**Data:**
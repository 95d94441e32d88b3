//! Deal command handler.
//!
//! Deals one round exactly as `play` would for the same seed and shows every
//! card face up together with both best hands and the verdict.

use crate::config;
use crate::error::CliError;
use crate::formatters::{format_cards, format_slots};
use showdown_engine::round::{BetSize, Table};
use std::io::Write;

/// Handle the deal command.
///
/// Without `--seed` the configured seed (`SHOWDOWN_CONFIG` file or
/// `SHOWDOWN_SEED`) is used, and failing that a random seed is drawn and
/// printed so the deal can be reproduced. With `json` the result is written as a single JSON object.
pub fn handle_deal_command(
    seed: Option<u64>,
    json: bool,
    out: &mut dyn Write,
) -> Result<(), CliError> {
    let seed = match seed {
        Some(s) => s,
        None => config::load_with_sources()
            .map_err(|e| CliError::Config(e.to_string()))?
            .config
            .seed
            .unwrap_or_else(rand::random),
    };
    let mut table = Table::with_seed(seed);
    table.start_round()?;
    // Betting before the flop jumps straight to showdown with everything revealed
    let outcome = table.bet(BetSize::Sixty.amount())?;
    let snap = &outcome.snapshot;

    if json {
        let value = serde_json::json!({
            "seed": seed,
            "dealer": snap.dealer_hole,
            "player": snap.player_hole,
            "board": snap.board,
            "dealer_hand": outcome.dealer_hand,
            "player_hand": outcome.player_hand,
            "winner": outcome.winner,
        });
        writeln!(out, "{}", value)?;
        return Ok(());
    }

    writeln!(out, "Seed: {}", seed)?;
    writeln!(out, "Dealer: {}", format_slots(&snap.dealer_hole))?;
    writeln!(out, "Player: {}", format_slots(&snap.player_hole))?;
    writeln!(out, "Board:  {}", format_slots(&snap.board))?;
    for (who, hand) in [("Dealer", &outcome.dealer_hand), ("Player", &outcome.player_hand)] {
        if let Some(h) = hand {
            writeln!(
                out,
                "{} best: {} {}",
                who,
                h.description,
                format_cards(&h.cards)
            )?;
        }
    }
    writeln!(out, "{}", outcome.winner.verdict())?;
    Ok(())
}
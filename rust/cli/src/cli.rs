//! Command-line argument definitions.

use clap::{Parser, Subcommand};

/// Heads-up showdown poker against the house dealer.
#[derive(Debug, Parser)]
#[command(name = "showdown", version, about = "Dealer-vs-player showdown poker")]
pub struct ShowdownCli {
    /// Emit debug-level engine logs on stderr
    #[arg(long, short = 'v', global = true)]
    pub verbose: bool,

    #[command(subcommand)]
    pub cmd: Commands,
}

#[derive(Debug, Subcommand)]
pub enum Commands {
    /// Play interactive rounds against the dealer
    Play {
        /// Number of rounds to play
        #[arg(long)]
        rounds: Option<u32>,
        /// Seed for a reproducible shuffle sequence
        #[arg(long)]
        seed: Option<u64>,
        /// Starting money for the session
        #[arg(long)]
        money: Option<i64>,
    },
    /// Deal one round and print every card face up
    Deal {
        /// Seed for the shuffle (default: configured seed, else random)
        #[arg(long)]
        seed: Option<u64>,
        /// Print the dealt cards as JSON
        #[arg(long)]
        json: bool,
    },
    /// Evaluate the best five-card hand among 5 to 7 cards
    Eval {
        /// Card codes such as AS 10H 7d
        #[arg(required = true, num_args = 1..)]
        cards: Vec<String>,
    },
    /// Display the resolved configuration and where each value came from
    Cfg,
}

impl Commands {
    pub fn name(&self) -> &'static str {
        match self {
            Commands::Play { .. } => "play",
            Commands::Deal { .. } => "deal",
            Commands::Eval { .. } => "eval",
            Commands::Cfg => "cfg",
        }
    }
}
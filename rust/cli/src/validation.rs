//! Input parsing for the interactive `play` command.
//!
//! Parsing only checks that a line is well formed. Whether a bet size is
//! allowed in the current phase is left to the engine, which reports an
//! `IllegalAction` the CLI shows to the player.

use showdown_engine::round::RoundAction;

/// Outcome of parsing one line typed by the player.
#[derive(Debug, PartialEq)]
pub enum ParseResult {
    Action(RoundAction),
    /// User entered quit command (q or quit)
    Quit,
    /// `show` or `hide` for the player's own hole cards
    ShowCards(bool),
    Invalid(String),
}

/// Parse user input into a [`RoundAction`] or the quit command.
///
/// Accepted forms (case-insensitive):
/// - `pass`, `p` or `check` → pass
/// - `bet N` or `b N` → bet of N
/// - `bet` or `b` alone → the bet size listed in `legal`
/// - `q` or `quit` → quit
/// - `show` or `hide` → toggle the player's hole cards
///
/// # Example
///
/// ```rust
/// # use showdown_cli::validation::{parse_round_action, ParseResult};
/// use showdown_engine::round::RoundAction;
///
/// let legal = [RoundAction::Pass, RoundAction::Bet(40)];
/// assert_eq!(parse_round_action("p", &legal), ParseResult::Action(RoundAction::Pass));
/// assert_eq!(parse_round_action("bet", &legal), ParseResult::Action(RoundAction::Bet(40)));
/// assert_eq!(parse_round_action("b 60", &legal), ParseResult::Action(RoundAction::Bet(60)));
/// assert_eq!(parse_round_action("quit", &legal), ParseResult::Quit);
/// ```
pub fn parse_round_action(input: &str, legal: &[RoundAction]) -> ParseResult {
    let input = input.trim().to_lowercase();
    let parts: Vec<&str> = input.split_whitespace().collect();

    let Some(&head) = parts.first() else {
        return ParseResult::Invalid("Empty input".to_string());
    };
    if parts.len() > 2 {
        return ParseResult::Invalid(format!("Too many arguments: {}", input));
    }

    match head {
        "q" | "quit" => ParseResult::Quit,
        "show" | "hide" if parts.len() > 1 => {
            ParseResult::Invalid(format!("{} takes no argument", head))
        }
        "show" => ParseResult::ShowCards(true),
        "hide" => ParseResult::ShowCards(false),
        "pass" | "p" | "check" => {
            if parts.len() > 1 {
                return ParseResult::Invalid("Pass takes no amount".to_string());
            }
            ParseResult::Action(RoundAction::Pass)
        }
        "bet" | "b" => match parts.get(1) {
            None => legal
                .iter()
                .find_map(|a| match a {
                    RoundAction::Bet(n) => Some(ParseResult::Action(RoundAction::Bet(*n))),
                    RoundAction::Pass => None,
                })
                .unwrap_or_else(|| ParseResult::Invalid("No bet is available now".to_string())),
            Some(amount) => match amount.parse::<u32>() {
                Ok(n) if n > 0 => ParseResult::Action(RoundAction::Bet(n)),
                Ok(_) => ParseResult::Invalid("Bet amount must be positive".to_string()),
                Err(_) => ParseResult::Invalid(format!("Invalid bet amount: {}", amount)),
            },
        },
        other => ParseResult::Invalid(format!(
            "Unrecognized action: {} (try pass, bet or q)",
            other
        )),
    }
}
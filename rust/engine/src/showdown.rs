//! Showdown resolution: who takes the pot and how much comes back to the player.

use std::cmp::Ordering;

use serde::{Deserialize, Serialize};

use crate::cards::Card;
use crate::hand::{compare_hands, Category, RankedHand};
use crate::round::RoundSnapshot;

/// Which side took the pot.
#[derive(Debug, Copy, Clone, Eq, PartialEq, Hash, Serialize, Deserialize)]
pub enum Winner {
    Dealer,
    Player,
    Tie,
}

impl Winner {
    pub fn verdict(self) -> &'static str {
        match self {
            Winner::Dealer => "Dealer wins!",
            Winner::Player => "Player wins!",
            Winner::Tie => "It's a tie!",
        }
    }
}

/// Result of comparing both hands against a pot.
#[derive(Debug, Copy, Clone, Eq, PartialEq, Serialize, Deserialize)]
pub struct Resolution {
    pub winner: Winner,
    /// Amount credited to the player's money
    pub money_delta: i64,
    /// Odd chip of a split pot, kept by the house
    pub house_remainder: u32,
}

/// Compares the two hands and splits `pot` accordingly.
///
/// A tie credits `pot / 2` to the player and the house keeps `pot % 2`. A dealer
/// win credits nothing: the player's ante and bet were already paid in.
///
/// # Examples
///
/// ```
/// use showdown_engine::cards::parse_cards;
/// use showdown_engine::hand::evaluate;
/// use showdown_engine::showdown::{resolve, Winner};
///
/// let dealer = evaluate(&parse_cards("KH KD 2C 3S 7D 9H JC").unwrap()).unwrap();
/// let player = evaluate(&parse_cards("AH AD 2C 3S 7D 9H JC").unwrap()).unwrap();
/// let res = resolve(&dealer, &player, 160);
/// assert_eq!(res.winner, Winner::Player);
/// assert_eq!(res.money_delta, 160);
/// ```
pub fn resolve(dealer: &RankedHand, player: &RankedHand, pot: u32) -> Resolution {
    match compare_hands(dealer, player) {
        Ordering::Equal => Resolution {
            winner: Winner::Tie,
            money_delta: i64::from(pot / 2),
            house_remainder: pot % 2,
        },
        Ordering::Greater => Resolution {
            winner: Winner::Dealer,
            money_delta: 0,
            house_remainder: 0,
        },
        Ordering::Less => Resolution {
            winner: Winner::Player,
            money_delta: i64::from(pot),
            house_remainder: 0,
        },
    }
}

/// Display form of a ranked hand.
#[derive(Debug, Clone, PartialEq, Eq, Serialize, Deserialize)]
pub struct HandSummary {
    pub category: Category,
    pub description: String,
    pub cards: [Card; 5],
    pub tiebreak: [u8; 5],
}

impl From<&RankedHand> for HandSummary {
    fn from(hand: &RankedHand) -> Self {
        Self {
            category: hand.category,
            description: hand.describe(),
            cards: hand.cards,
            tiebreak: hand.tiebreak,
        }
    }
}

/// How a round ended.
#[derive(Debug, Clone, PartialEq, Eq, Serialize)]
pub struct RoundOutcome {
    pub winner: Winner,
    pub message: String,
    /// `None` when the player folded and no hands were evaluated
    pub dealer_hand: Option<HandSummary>,
    pub player_hand: Option<HandSummary>,
    pub pot: u32,
    /// Player money after the pot was distributed
    pub money: i64,
    pub money_delta: i64,
    pub house_remainder: u32,
    /// Final view of the table, every card revealed
    pub snapshot: RoundSnapshot,
}

pub(crate) fn showdown_message(dealer: &HandSummary, player: &HandSummary, winner: Winner) -> String {
    format!(
        "Dealer's best hand: {}\nPlayer's best hand: {}\n\n{}",
        dealer.description,
        player.description,
        winner.verdict()
    )
}

pub(crate) const FOLD_MESSAGE: &str = "You folded. Dealer wins!";
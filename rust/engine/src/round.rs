use std::collections::BTreeSet;
use std::fmt;

use serde::{Deserialize, Serialize};
use tracing::{debug, info, warn};

use crate::cards::Card;
use crate::deck::{Deck, SeededShuffler, Shuffler};
use crate::errors::GameError;
use crate::hand::evaluate;
use crate::showdown::{resolve, showdown_message, HandSummary, RoundOutcome, Winner, FOLD_MESSAGE};

/// Paid by each side when a round starts.
pub const ANTE: u32 = 20;

/// Player money at the start of a session.
pub const STARTING_MONEY: i64 = 500;

/// Reveal stage of a round. `Showdown` and `Folded` are terminal.
#[derive(Debug, Copy, Clone, Eq, PartialEq, Hash, Serialize, Deserialize)]
pub enum Phase {
    /// Hole cards dealt, board hidden
    PreFlop,
    /// First three board cards shown
    FlopRevealed,
    /// All five board cards shown, waiting for the last decision
    TurnRevealed,
    /// A bet was made and the hands were compared
    Showdown,
    /// The player passed at the last decision point
    Folded,
}

impl Phase {
    pub fn is_terminal(self) -> bool {
        matches!(self, Phase::Showdown | Phase::Folded)
    }

    /// Number of board cards visible in this phase.
    pub fn board_visible(self) -> usize {
        match self {
            Phase::PreFlop => 0,
            Phase::FlopRevealed => 3,
            Phase::TurnRevealed | Phase::Showdown | Phase::Folded => 5,
        }
    }
}

/// The three bet sizes; each is only available in one phase.
#[derive(Debug, Copy, Clone, Eq, PartialEq, Hash, Ord, PartialOrd, Serialize, Deserialize)]
pub enum BetSize {
    Sixty,
    Forty,
    Twenty,
}

impl BetSize {
    pub fn amount(self) -> u32 {
        match self {
            BetSize::Sixty => 60,
            BetSize::Forty => 40,
            BetSize::Twenty => 20,
        }
    }

    pub fn from_amount(amount: u32) -> Option<BetSize> {
        match amount {
            60 => Some(BetSize::Sixty),
            40 => Some(BetSize::Forty),
            20 => Some(BetSize::Twenty),
            _ => None,
        }
    }

    /// The phase in which this size may be bet.
    pub fn phase(self) -> Phase {
        match self {
            BetSize::Sixty => Phase::PreFlop,
            BetSize::Forty => Phase::FlopRevealed,
            BetSize::Twenty => Phase::TurnRevealed,
        }
    }

    pub fn for_phase(phase: Phase) -> Option<BetSize> {
        match phase {
            Phase::PreFlop => Some(BetSize::Sixty),
            Phase::FlopRevealed => Some(BetSize::Forty),
            Phase::TurnRevealed => Some(BetSize::Twenty),
            Phase::Showdown | Phase::Folded => None,
        }
    }
}

/// A decision the player can submit.
#[derive(Debug, Copy, Clone, Eq, PartialEq, Hash, Serialize, Deserialize)]
pub enum RoundAction {
    Pass,
    Bet(u32),
}

impl fmt::Display for RoundAction {
    fn fmt(&self, f: &mut fmt::Formatter<'_>) -> fmt::Result {
        match self {
            RoundAction::Pass => write!(f, "pass"),
            RoundAction::Bet(n) => write!(f, "bet {}", n),
        }
    }
}

/// A card position as seen by the display layer.
#[derive(Debug, Copy, Clone, Eq, PartialEq, Serialize, Deserialize)]
#[serde(rename_all = "lowercase")]
pub enum CardSlot {
    Hidden,
    Shown(Card),
}

impl CardSlot {
    pub fn card(self) -> Option<Card> {
        match self {
            CardSlot::Shown(c) => Some(c),
            CardSlot::Hidden => None,
        }
    }
}

/// Read-only view of the table. Unrevealed cards are [`CardSlot::Hidden`] and
/// carry no value.
#[derive(Debug, Clone, PartialEq, Eq, Serialize)]
pub struct RoundSnapshot {
    /// 1-based round counter for the session
    pub round: u32,
    pub phase: Phase,
    pub dealer_hole: [CardSlot; 2],
    pub player_hole: [CardSlot; 2],
    pub board: [CardSlot; 5],
    pub pot: u32,
    pub money: i64,
}

/// Per-round state: the nine dealt cards, reveal phase, pot and bets taken.
#[derive(Debug, Clone)]
pub struct RoundState {
    dealer_hole: [Card; 2],
    player_hole: [Card; 2],
    board: [Card; 5],
    phase: Phase,
    pot: u32,
    actions_taken: BTreeSet<BetSize>,
}

impl RoundState {
    pub fn phase(&self) -> Phase {
        self.phase
    }

    pub fn pot(&self) -> u32 {
        self.pot
    }

    pub fn actions_taken(&self) -> &BTreeSet<BetSize> {
        &self.actions_taken
    }

    fn seven_cards(&self, hole: [Card; 2]) -> [Card; 7] {
        [
            hole[0],
            hole[1],
            self.board[0],
            self.board[1],
            self.board[2],
            self.board[3],
            self.board[4],
        ]
    }
}

/// Either the round goes on, or it just ended.
#[derive(Debug, Clone, PartialEq, Eq)]
pub enum Progress {
    Continue(RoundSnapshot),
    Finished(RoundOutcome),
}

/// Dealer-vs-player table: owns the player's money across rounds and the
/// state of the current round.
///
/// Every mutating call takes `&mut self` and validates before changing
/// anything, so a rejected action leaves the table exactly as it was.
///
/// # Examples
///
/// ```
/// use showdown_engine::round::{Phase, Table};
///
/// let mut table = Table::with_seed(7);
/// let snap = table.start_round().unwrap();
/// assert_eq!(snap.phase, Phase::PreFlop);
/// assert_eq!((snap.pot, snap.money), (40, 480));
///
/// let outcome = table.bet(60).unwrap();
/// assert_eq!(outcome.pot, 160);
/// assert_eq!(outcome.snapshot.phase, Phase::Showdown);
/// ```
pub struct Table {
    shuffler: Box<dyn Shuffler + Send>,
    /// Player money; may go negative. Changes that would overflow `i64` are refused.
    money: i64,
    show_player_cards: bool,
    /// Current or most recently finished round
    round: Option<RoundState>,
    rounds_played: u32,
}

impl fmt::Debug for Table {
    fn fmt(&self, f: &mut fmt::Formatter<'_>) -> fmt::Result {
        f.debug_struct("Table")
            .field("money", &self.money)
            .field("show_player_cards", &self.show_player_cards)
            .field("round", &self.round)
            .field("rounds_played", &self.rounds_played)
            .finish_non_exhaustive()
    }
}

impl Table {
    pub fn new(starting_money: i64, shuffler: impl Shuffler + Send + 'static) -> Self {
        Self {
            shuffler: Box::new(shuffler),
            money: starting_money,
            show_player_cards: true,
            round: None,
            rounds_played: 0,
        }
    }

    /// Table with [`STARTING_MONEY`] and a ChaCha20 shuffler seeded with `seed`.
    pub fn with_seed(seed: u64) -> Self {
        Self::new(STARTING_MONEY, SeededShuffler::new(seed))
    }

    pub fn money(&self) -> i64 {
        self.money
    }

    pub fn show_player_cards(&self) -> bool {
        self.show_player_cards
    }

    /// Hides or shows the player's hole cards in snapshots of a running
    /// round. Finished rounds always show every card.
    pub fn set_show_player_cards(&mut self, show: bool) {
        self.show_player_cards = show;
    }

    pub fn rounds_played(&self) -> u32 {
        self.rounds_played
    }

    pub fn round(&self) -> Option<&RoundState> {
        self.round.as_ref()
    }

    pub fn phase(&self) -> Option<Phase> {
        self.round.as_ref().map(|r| r.phase)
    }

    /// Shuffles a fresh deck, deals two cards each and a five-card board, and
    /// collects the ante from both sides.
    ///
    /// A round that has not finished yet is abandoned and its pot stays with the house.
    pub fn start_round(&mut self) -> Result<RoundSnapshot, GameError> {
        let money = money_after(self.money, -i64::from(ANTE))?;
        let mut deck = Deck::new();
        deck.shuffle_with(self.shuffler.as_mut());
        let dealt: [Card; 9] = deck
            .draw(9)?
            .try_into()
            .map_err(|v: Vec<Card>| GameError::InsufficientCards {
                requested: 9,
                remaining: v.len(),
            })?;
        let [d0, d1, p0, p1, b0, b1, b2, b3, b4] = dealt;

        if let Some(prev) = &self.round {
            if !prev.phase.is_terminal() {
                warn!(
                    round = self.rounds_played,
                    phase = ?prev.phase,
                    pot = prev.pot,
                    "abandoning unfinished round"
                );
            }
        }

        self.money = money;
        self.rounds_played += 1;
        self.round = Some(RoundState {
            dealer_hole: [d0, d1],
            player_hole: [p0, p1],
            board: [b0, b1, b2, b3, b4],
            phase: Phase::PreFlop,
            pot: 2 * ANTE,
            actions_taken: BTreeSet::new(),
        });
        debug!(round = self.rounds_played, money = self.money, "round dealt");
        self.snapshot()
    }

    /// Bets `size` and goes straight to showdown.
    ///
    /// 60 is only accepted before the flop, 40 after the flop and 20 once the
    /// whole board is out; each size at most once per round.
    ///
    /// # Errors
    ///
    /// [`GameError::IllegalAction`] for any other size, phase or repeat, and
    /// [`GameError::NoRoundInProgress`] before the first deal.
    pub fn bet(&mut self, size: u32) -> Result<RoundOutcome, GameError> {
        let round = self.round.as_ref().ok_or(GameError::NoRoundInProgress)?;
        let phase = round.phase;
        let bet = BetSize::from_amount(size)
            .filter(|b| b.phase() == phase && !round.actions_taken.contains(b));
        let Some(bet) = bet else {
            debug!(size, phase = ?phase, "bet rejected");
            return Err(GameError::IllegalAction {
                action: RoundAction::Bet(size),
                phase,
            });
        };

        let dealer = evaluate(&round.seven_cards(round.dealer_hole))?;
        let player = evaluate(&round.seven_cards(round.player_hole))?;
        let pot = round.pot + 2 * bet.amount();
        let resolution = resolve(&dealer, &player, pot);
        let money = money_after(self.money, resolution.money_delta - i64::from(bet.amount()))?;

        if let Some(round) = self.round.as_mut() {
            round.pot = pot;
            round.actions_taken.insert(bet);
            round.phase = Phase::Showdown;
        }
        self.money = money;

        let dealer_hand = HandSummary::from(&dealer);
        let player_hand = HandSummary::from(&player);
        info!(
            round = self.rounds_played,
            winner = ?resolution.winner,
            pot,
            money = self.money,
            dealer = %dealer_hand.description,
            player = %player_hand.description,
            "showdown"
        );
        Ok(RoundOutcome {
            winner: resolution.winner,
            message: showdown_message(&dealer_hand, &player_hand, resolution.winner),
            dealer_hand: Some(dealer_hand),
            player_hand: Some(player_hand),
            pot,
            money: self.money,
            money_delta: resolution.money_delta,
            house_remainder: resolution.house_remainder,
            snapshot: self.snapshot()?,
        })
    }

    /// Declines to bet. Reveals the flop, then the turn and river together; a
    /// pass once the whole board is out folds and the dealer takes the pot.
    pub fn pass(&mut self) -> Result<Progress, GameError> {
        let round = self.round.as_mut().ok_or(GameError::NoRoundInProgress)?;
        let phase = round.phase;
        let next = match phase {
            _ if !round.actions_taken.is_empty() => None,
            Phase::PreFlop => Some(Phase::FlopRevealed),
            Phase::FlopRevealed => Some(Phase::TurnRevealed),
            Phase::TurnRevealed => Some(Phase::Folded),
            Phase::Showdown | Phase::Folded => None,
        };
        let Some(next) = next else {
            debug!(phase = ?phase, "pass rejected");
            return Err(GameError::IllegalAction {
                action: RoundAction::Pass,
                phase,
            });
        };
        round.phase = next;
        let pot = round.pot;

        if next != Phase::Folded {
            debug!(round = self.rounds_played, phase = ?next, "board revealed");
            return Ok(Progress::Continue(self.snapshot()?));
        }

        info!(
            round = self.rounds_played,
            winner = ?Winner::Dealer,
            pot,
            money = self.money,
            "player folded"
        );
        Ok(Progress::Finished(RoundOutcome {
            winner: Winner::Dealer,
            message: FOLD_MESSAGE.to_string(),
            dealer_hand: None,
            player_hand: None,
            pot,
            money: self.money,
            money_delta: 0,
            house_remainder: 0,
            snapshot: self.snapshot()?,
        }))
    }

    pub fn apply(&mut self, action: RoundAction) -> Result<Progress, GameError> {
        match action {
            RoundAction::Pass => self.pass(),
            RoundAction::Bet(size) => self.bet(size).map(Progress::Finished),
        }
    }

    /// Actions accepted in the current phase; empty when no round is running.
    pub fn legal_actions(&self) -> Vec<RoundAction> {
        let Some(round) = self.round.as_ref() else {
            return Vec::new();
        };
        if round.phase.is_terminal() || !round.actions_taken.is_empty() {
            return Vec::new();
        }
        let mut actions = vec![RoundAction::Pass];
        if let Some(bet) = BetSize::for_phase(round.phase) {
            actions.push(RoundAction::Bet(bet.amount()));
        }
        actions
    }

    /// Current view of the table for display. Board cards beyond the reveal
    /// phase and the dealer's hole cards before the round ends are hidden, as
    /// are the player's own cards while [`Table::set_show_player_cards`] is off.
    pub fn snapshot(&self) -> Result<RoundSnapshot, GameError> {
        let round = self.round.as_ref().ok_or(GameError::NoRoundInProgress)?;
        let visible = round.phase.board_visible();
        let dealer_slot = |c: Card| {
            if round.phase.is_terminal() {
                CardSlot::Shown(c)
            } else {
                CardSlot::Hidden
            }
        };
        let player_slot = |c: Card| {
            if self.show_player_cards || round.phase.is_terminal() {
                CardSlot::Shown(c)
            } else {
                CardSlot::Hidden
            }
        };
        let mut board = [CardSlot::Hidden; 5];
        for (i, slot) in board.iter_mut().enumerate().take(visible) {
            *slot = CardSlot::Shown(round.board[i]);
        }
        Ok(RoundSnapshot {
            round: self.rounds_played,
            phase: round.phase,
            dealer_hole: round.dealer_hole.map(dealer_slot),
            player_hole: round.player_hole.map(player_slot),
            board,
            pot: round.pot,
            money: self.money,
        })
    }
}

fn money_after(money: i64, change: i64) -> Result<i64, GameError> {
    money
        .checked_add(change)
        .ok_or(GameError::MoneyOutOfRange { money, change })
}
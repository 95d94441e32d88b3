//! # showdown-engine: Dealer vs. Player Poker Core
//!
//! A two-player (dealer against player) poker round: nine cards dealt from a
//! shuffled deck, the board revealed step by step as the player passes, and a
//! showdown that ranks each side's best five of seven cards the moment the
//! player bets.
//!
//! ## Core Modules
//!
//! - [`cards`] - Card representation (Suit, Rank, Card), parsing and deck construction
//! - [`deck`] - Dealing from the front of a deck and the injected [`deck::Shuffler`]
//! - [`hand`] - Best-of-seven hand evaluation and comparison
//! - [`round`] - The betting/reveal state machine ([`round::Table`])
//! - [`showdown`] - Winner resolution and pot distribution
//! - [`errors`] - Error types for all operations
//!
//! ## Quick Start
//!
//! ```rust
//! use showdown_engine::cards::parse_cards;
//! use showdown_engine::hand::{evaluate, Category};
//!
//! let cards = parse_cards("AS KS QS JS 10S 2H 3D").unwrap();
//! let best = evaluate(&cards).unwrap();
//! assert_eq!(best.category, Category::StraightFlush);
//! assert_eq!(best.describe(), "Royal Flush");
//! ```
//!
//! ## Playing a Round
//!
//! ```rust
//! use showdown_engine::round::{Progress, Table};
//!
//! let mut table = Table::with_seed(42);
//! table.start_round().unwrap();
//!
//! // Pass to see the flop, then bet 40
//! match table.pass().unwrap() {
//!     Progress::Continue(snap) => assert_eq!(snap.board.iter().filter(|s| s.card().is_some()).count(), 3),
//!     Progress::Finished(_) => unreachable!(),
//! }
//! let outcome = table.bet(40).unwrap();
//! println!("{}", outcome.message);
//! ```

pub mod cards;
pub mod deck;
pub mod errors;
pub mod hand;
pub mod round;
pub mod showdown;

**Exercise goal:** Count the lines in the entries above where the string "PreFlop" shows up, and give that number only.

**Solution to this problem:** 7